Entre l’Ukraine et la Chine : l’Allemagne

 

La guerre en Ukraine a brisé les rêves orientaux de Berlin : face aux sanctions contre la Russie, il n’était plus possible de s’approvisionner en énergie chez le voisin russe et Nord Stream 1 et 2 devenaient subitement inutilisables. Soufflant le chaud et le froid, contraint à la solidarité européenne avec l’Ukraine, mais n’ayant guère d’appétence pour ce pays, à l’inverse du Royaume-Uni qui dès le début des opérations s’engagea lourdement en faveur de Kiev contre Moscou. Les reproches pleuvaient sur Scholz, qui fit le dos rond en espérant que la guerre serait courte, ce qu’elle n’est pas. Il fallut faire quelques concessions de solidarité afin de témoigner d’une certaine unité européenne.

L’annonce par le chancelier allemand de sa volonté de faire de l’Allemagne la première puissance militaire du continent jeta un autre trouble. Surtout quand les promesses d’achat de matériel furent d’origine américaine. La défense et l’industrie européenne étaient mortes coup sur coup. Berlin n’en a cure. Tout à sa volonté d’être première en Europe, elle peut sans peine s’arrimer au navire américain pour les sujets internationaux.

Olaf Scholz, ancien ministre des Finances d’Angela Merkel, était perçu comme terne et fade. Il avance pourtant avec une constance à toute épreuve, traçant sa voie en dépit des critiques. C’est ainsi qu’il se rend en Chine, quelques jours à peine après que Xi Jinping a de nouveau été adoubé. En seize ans de gouvernement, Merkel s’était rendu douze fois en Chine. Des visites essentielles pour saluer le premier partenaire commercial de l’Allemagne. Scholz poursuit sans fausse note cette politique. Il a imposé la prise de contrôle du port d’Hambourg par une entreprise chinoise, contre l’avis de six ministres importants de son gouvernement.

Et il se rend à Pékin en dépit des critiques venues de France et d’Europe. Avec dans ses bagages les représentants des grandes entreprises allemandes, jouant sa partition de chef de gouvernement et de commercial de l’industrie germanique. Ses alliés européens peuvent pester, Olaf Scholz défend d’abord les intérêts de son pays, dont l’industrie est de plus en plus menacée par la hausse du prix de l’énergie. Le couple franco-allemand pourra attendre, ainsi que les projets de politique européenne commune.

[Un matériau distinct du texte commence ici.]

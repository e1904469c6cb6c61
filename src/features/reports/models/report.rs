use chrono::{DateTime, Utc};
use serde::{Deserialize, Serialize};
use sqlx::{FromRow, Type};
use std::str::FromStr;
use utoipa::ToSchema;

/// Report status enum matching database enum
#[derive(Debug, Clone, Copy, PartialEq, Eq, Serialize, Deserialize, Type, ToSchema)]
#[sqlx(type_name = "report_status", rename_all = "lowercase")]
pub enum ReportStatus {
    #[serde(rename = "Pendiente", alias = "Pending")]
    Pending,
    #[serde(rename = "Aprobado", alias = "Approved")]
    Approved,
    #[serde(rename = "Rechazado", alias = "Rejected")]
    Rejected,
}

/// Outcome of asking a report to move from one status to another
#[derive(Debug, Clone, Copy, PartialEq, Eq)]
pub enum StatusTransition {
    /// The report moves to the requested status
    Apply,
    /// The report already has the requested status
    Unchanged,
    /// Approved and Rejected are final; nothing moves back to Pending
    Invalid,
}

impl ReportStatus {
    pub fn transition_to(self, next: ReportStatus) -> StatusTransition {
        match (self, next) {
            (current, next) if current == next => StatusTransition::Unchanged,
            (ReportStatus::Pending, ReportStatus::Approved)
            | (ReportStatus::Pending, ReportStatus::Rejected) => StatusTransition::Apply,
            _ => StatusTransition::Invalid,
        }
    }
}

impl std::fmt::Display for ReportStatus {
    fn fmt(&self, f: &mut std::fmt::Formatter<'_>) -> std::fmt::Result {
        match self {
            ReportStatus::Pending => write!(f, "Pendiente"),
            ReportStatus::Approved => write!(f, "Aprobado"),
            ReportStatus::Rejected => write!(f, "Rechazado"),
        }
    }
}

impl FromStr for ReportStatus {
    type Err = ();

    fn from_str(s: &str) -> Result<Self, Self::Err> {
        match s.trim().to_lowercase().as_str() {
            "pendiente" | "pending" => Ok(ReportStatus::Pending),
            "aprobado" | "approved" => Ok(ReportStatus::Approved),
            "rechazado" | "rejected" => Ok(ReportStatus::Rejected),
            _ => Err(()),
        }
    }
}

/// Report urgency enum matching database enum
#[derive(Debug, Clone, Copy, PartialEq, Eq, Serialize, Deserialize, Type, ToSchema)]
#[sqlx(type_name = "report_urgency", rename_all = "lowercase")]
pub enum Urgency {
    #[serde(rename = "Baja", alias = "Low")]
    Low,
    #[serde(rename = "Media", alias = "Medium")]
    Medium,
    #[serde(rename = "Alta", alias = "High")]
    High,
}

impl std::fmt::Display for Urgency {
    fn fmt(&self, f: &mut std::fmt::Formatter<'_>) -> std::fmt::Result {
        match self {
            Urgency::Low => write!(f, "Baja"),
            Urgency::Medium => write!(f, "Media"),
            Urgency::High => write!(f, "Alta"),
        }
    }
}

impl FromStr for Urgency {
    type Err = ();

    fn from_str(s: &str) -> Result<Self, Self::Err> {
        match s.trim().to_lowercase().as_str() {
            "baja" | "low" => Ok(Urgency::Low),
            "media" | "medium" => Ok(Urgency::Medium),
            "alta" | "high" => Ok(Urgency::High),
            _ => Err(()),
        }
    }
}

/// Database model for report
#[derive(Debug, Clone, FromRow)]
pub struct Report {
    pub id: i64,
    pub user_id: i64,
    pub category_id: i64,
    pub title: String,
    pub description: String,
    pub image_url: Option<String>,
    pub latitude: f64,
    pub longitude: f64,
    pub urgency: Urgency,
    pub status: ReportStatus,
    pub votes: i32,
    pub active: bool,
    pub created_at: DateTime<Utc>,
    pub updated_at: DateTime<Utc>,
}

/// Report joined with its author and category names
#[derive(Debug, Clone, FromRow)]
pub struct ReportDetail {
    #[sqlx(flatten)]
    pub report: Report,
    pub author_name: Option<String>,
    pub category_name: Option<String>,
}

/// Data for creating a new report
#[derive(Debug, Clone)]
pub struct NewReport {
    pub title: String,
    pub description: String,
    pub category_id: i64,
    pub latitude: f64,
    pub longitude: f64,
    pub urgency: Urgency,
}

#[cfg(test)]
mod tests {
    use super::*;

    #[test]
    fn test_pending_moves_to_final_states() {
        assert_eq!(
            ReportStatus::Pending.transition_to(ReportStatus::Approved),
            StatusTransition::Apply
        );
        assert_eq!(
            ReportStatus::Pending.transition_to(ReportStatus::Rejected),
            StatusTransition::Apply
        );
    }

    #[test]
    fn test_repeating_status_is_unchanged() {
        for status in [
            ReportStatus::Pending,
            ReportStatus::Approved,
            ReportStatus::Rejected,
        ] {
            assert_eq!(status.transition_to(status), StatusTransition::Unchanged);
        }
    }

    #[test]
    fn test_final_states_do_not_move() {
        assert_eq!(
            ReportStatus::Approved.transition_to(ReportStatus::Pending),
            StatusTransition::Invalid
        );
        assert_eq!(
            ReportStatus::Rejected.transition_to(ReportStatus::Approved),
            StatusTransition::Invalid
        );
        assert_eq!(
            ReportStatus::Approved.transition_to(ReportStatus::Rejected),
            StatusTransition::Invalid
        );
    }

    #[test]
    fn test_status_parsing() {
        assert_eq!("Aprobado".parse(), Ok(ReportStatus::Approved));
        assert_eq!(" rejected ".parse(), Ok(ReportStatus::Rejected));
        assert_eq!("Pendiente".parse(), Ok(ReportStatus::Pending));
        assert!("Cerrado".parse::<ReportStatus>().is_err());
    }

    #[test]
    fn test_status_serializes_with_spanish_labels() {
        assert_eq!(
            serde_json::to_string(&ReportStatus::Approved).unwrap(),
            "\"Aprobado\""
        );
        let status: ReportStatus = serde_json::from_str("\"Rejected\"").unwrap();
        assert_eq!(status, ReportStatus::Rejected);
    }

    #[test]
    fn test_urgency_parsing() {
        assert_eq!("Alta".parse(), Ok(Urgency::High));
        assert_eq!("media".parse(), Ok(Urgency::Medium));
        assert_eq!("LOW".parse(), Ok(Urgency::Low));
        assert!("urgente".parse::<Urgency>().is_err());
        assert_eq!(Urgency::Medium.to_string(), "Media");
    }
}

Vue d’Europe, l’Allemagne donne l’impression de se vendre au plus offrant. Autrefois la Russie, désormais la Chine, renonçant à tout projet d’indépendance et de souveraineté, ce qui passerait déjà par une énergie autonome. À quoi cela sert-il de disposer d’une armée et d’une économie puissantes si c’est pour être liés à des puissances étrangères dont les valeurs et les projets politiques ne sont pas ceux des Européens ? Olaf Scholz devra un jour s’en expliquer à sa coalition, dont plusieurs membres n’approuvent pas sa politique et s’en expliquer aussi à ses partenaires européens.